> [WHAT YOU NEED TO DO] Carry over every entry exactly as it appears in the records.

======== GIVEN RECORDS ========

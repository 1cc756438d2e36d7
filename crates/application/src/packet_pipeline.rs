use std::sync::Arc;

use domain::packet::{PacketLayout, Verdict, match_and_rewrite};
use ports::secondary::metrics_port::MetricsPort;
use tokio::sync::mpsc;
use tokio_util::sync::CancellationToken;
use tracing::trace;

use crate::snapshot::{RuleSnapshot, SnapshotReader};

/// A packet handed to a worker, with the interface it arrived on.
#[derive(Debug, Clone, PartialEq, Eq)]
pub struct PacketJob {
    pub ingress: Option<u32>,
    pub packet: Vec<u8>,
}

/// Result of running one packet through a snapshot.
#[derive(Debug, Clone, Copy, PartialEq, Eq)]
pub struct PacketOutcome {
    /// 1-based position of the matched rule.
    pub rule: Option<usize>,
    pub verdict: Verdict,
    /// Snapshot generation the packet was evaluated against.
    pub generation: u64,
}

/// A job after processing; `packet` holds the rewritten bytes.
#[derive(Debug, Clone, PartialEq, Eq)]
pub struct ProcessedPacket {
    pub job: PacketJob,
    pub outcome: PacketOutcome,
}

/// Worker side of the engine: evaluates packets against the latest
/// published snapshot and never mutates the rule set.
#[derive(Clone)]
pub struct PacketPipeline {
    reader: SnapshotReader,
    metrics: Arc<dyn MetricsPort>,
}

impl PacketPipeline {
    pub fn new(reader: SnapshotReader, metrics: Arc<dyn MetricsPort>) -> Self {
        Self { reader, metrics }
    }

    /// Process a single packet in place.
    pub fn process(&self, ingress: Option<u32>, packet: &mut [u8]) -> PacketOutcome {
        let snapshot = self.reader.load();
        self.evaluate(&snapshot, ingress, packet)
    }

    /// Process a batch in place against one snapshot.
    pub fn process_batch(&self, batch: &mut [PacketJob]) -> Vec<PacketOutcome> {
        let snapshot = self.reader.load_full();
        batch
            .iter_mut()
            .map(|job| self.evaluate(&snapshot, job.ingress, &mut job.packet))
            .collect()
    }

    /// Worker loop. Receives batches, forwards processed packets to `tx`
    /// and drains queued batches on cancellation.
    pub async fn run(
        self,
        mut rx: mpsc::Receiver<Vec<PacketJob>>,
        tx: mpsc::Sender<ProcessedPacket>,
        cancel_token: CancellationToken,
    ) {
        let mut count: u64 = 0;

        loop {
            tokio::select! {
                () = cancel_token.cancelled() => {
                    while let Ok(batch) = rx.try_recv() {
                        count += self.dispatch(batch, &tx).await;
                    }
                    break;
                }
                msg = rx.recv() => {
                    match msg {
                        Some(batch) => count += self.dispatch(batch, &tx).await,
                        None => break,
                    }
                }
            }
        }

        tracing::info!(total_packets = count, "packet pipeline stopped");
    }

    async fn dispatch(&self, mut batch: Vec<PacketJob>, tx: &mpsc::Sender<ProcessedPacket>) -> u64 {
        let outcomes = self.process_batch(&mut batch);
        let mut sent = 0;
        for (job, outcome) in batch.into_iter().zip(outcomes) {
            if tx.send(ProcessedPacket { job, outcome }).await.is_err() {
                tracing::warn!("packet output channel closed");
                break;
            }
            sent += 1;
        }
        sent
    }

    fn evaluate(
        &self,
        snapshot: &RuleSnapshot,
        ingress: Option<u32>,
        packet: &mut [u8],
    ) -> PacketOutcome {
        let forward = PacketOutcome {
            rule: None,
            verdict: Verdict::Forward,
            generation: snapshot.generation,
        };
        let Some(layout) = PacketLayout::parse(packet) else {
            self.metrics.record_packet_error();
            trace!(len = packet.len(), "unparsable packet forwarded");
            return forward;
        };
        if !snapshot.active {
            self.metrics.record_packet(Verdict::Forward.as_str(), false);
            return forward;
        }

        let eval = match_and_rewrite(snapshot.rules(), packet, ingress);
        let rule = eval.rule_index.map(|i| i + 1);
        self.metrics
            .record_packet(eval.verdict.as_str(), rule.is_some());
        trace!(
            l3 = %layout.l3,
            protocol = layout.protocol,
            ingress = ?ingress,
            rule = ?rule,
            verdict = eval.verdict.as_str(),
            generation = snapshot.generation,
            "packet classified"
        );
        PacketOutcome {
            rule,
            verdict: eval.verdict,
            generation: snapshot.generation,
        }
    }
}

========

> [WRITTEN REPLY]
repository 1cc756438d2e36d7
filename crates/application/src/packet_pipeline.rs
use std::sync::Arc;

use domain::packet::{PacketLayout, Verdict, match_and_rewrite};
use ports::secondary::metrics_port::MetricsPort;
use tokio::sync::mpsc;
use tokio_util::sync::CancellationToken;
use tracing::trace;

use crate::snapshot::{RuleSnapshot, SnapshotReader};

/// A packet handed to a worker, with the interface it arrived on.
#[derive(Debug, Clone, PartialEq, Eq)]
pub struct PacketJob {
    pub ingress: Option<u32>,
    pub packet: Vec<u8>,
}

/// Result of running one packet through a snapshot.
#[derive(Debug, Clone, Copy, PartialEq, Eq)]
pub struct PacketOutcome {
    /// 1-based position of the matched rule.
    pub rule: Option<usize>,
    pub verdict: Verdict,
    /// Snapshot generation the packet was evaluated against.
    pub generation: u64,
}

/// A job after processing; `packet` holds the rewritten bytes.
#[derive(Debug, Clone, PartialEq, Eq)]
pub struct ProcessedPacket {
    pub job: PacketJob,
    pub outcome: PacketOutcome,
}

/// Worker side of the engine: evaluates packets against the latest
/// published snapshot and never mutates the rule set.
#[derive(Clone)]
pub struct PacketPipeline {
    reader: SnapshotReader,
    metrics: Arc<dyn MetricsPort>,
}

impl PacketPipeline {
    pub fn new(reader: SnapshotReader, metrics: Arc<dyn MetricsPort>) -> Self {
        Self { reader, metrics }
    }

    /// Process a single packet in place.
    pub fn process(&self, ingress: Option<u32>, packet: &mut [u8]) -> PacketOutcome {
        let snapshot = self.reader.load();
        self.evaluate(&snapshot, ingress, packet)
    }

    /// Process a batch in place against one snapshot.
    pub fn process_batch(&self, batch: &mut [PacketJob]) -> Vec<PacketOutcome> {
        let snapshot = self.reader.load_full();
        batch
            .iter_mut()
            .map(|job| self.evaluate(&snapshot, job.ingress, &mut job.packet))
            .collect()
    }

    /// Worker loop. Receives batches, forwards processed packets to `tx`
    /// and drains queued batches on cancellation.
    pub async fn run(
        self,
        mut rx: mpsc::Receiver<Vec<PacketJob>>,
        tx: mpsc::Sender<ProcessedPacket>,
        cancel_token: CancellationToken,
    ) {
        let mut count: u64 = 0;

        loop {
            tokio::select! {
                () = cancel_token.cancelled() => {
                    while let Ok(batch) = rx.try_recv() {
                        count += self.dispatch(batch, &tx).await;
                    }
                    break;
                }
                msg = rx.recv() => {
                    match msg {
                        Some(batch) => count += self.dispatch(batch, &tx).await,
                        None => break,
                    }
                }
            }
        }

        tracing::info!(total_packets = count, "packet pipeline stopped");
    }

    async fn dispatch(&self, mut batch: Vec<PacketJob>, tx: &mpsc::Sender<ProcessedPacket>) -> u64 {
        let outcomes = self.process_batch(&mut batch);
        let mut sent = 0;
        for (job, outcome) in batch.into_iter().zip(outcomes) {
            if tx.send(ProcessedPacket { job, outcome }).await.is_err() {
                tracing::warn!("packet output channel closed");
                break;
            }
            sent += 1;
        }
        sent
    }

    fn evaluate(
        &self,
        snapshot: &RuleSnapshot,
        ingress: Option<u32>,
        packet: &mut [u8],
    ) -> PacketOutcome {
        let forward = PacketOutcome {
            rule: None,
            verdict: Verdict::Forward,
            generation: snapshot.generation,
        };
        let Some(layout) = PacketLayout::parse(packet) else {
            self.metrics.record_packet_error();
            trace!(len = packet.len(), "unparsable packet forwarded");
            return forward;
        };
        if !snapshot.active {
            self.metrics.record_packet(Verdict::Forward.as_str(), false);
            return forward;
        }

        let eval = match_and_rewrite(snapshot.rules(), packet, ingress);
        let rule = eval.rule_index.map(|i| i + 1);
        self.metrics
            .record_packet(eval.verdict.as_str(), rule.is_some());
        trace!(
            l3 = %layout.l3,
            protocol = layout.protocol,
            ingress = ?ingress,
            rule = ?rule,
            verdict = eval.verdict.as_str(),
            generation = snapshot.generation,
            "packet classified"
        );
        PacketOutcome {
            rule,
            verdict: eval.verdict,
            generation: snapshot.generation,
        }
    }
}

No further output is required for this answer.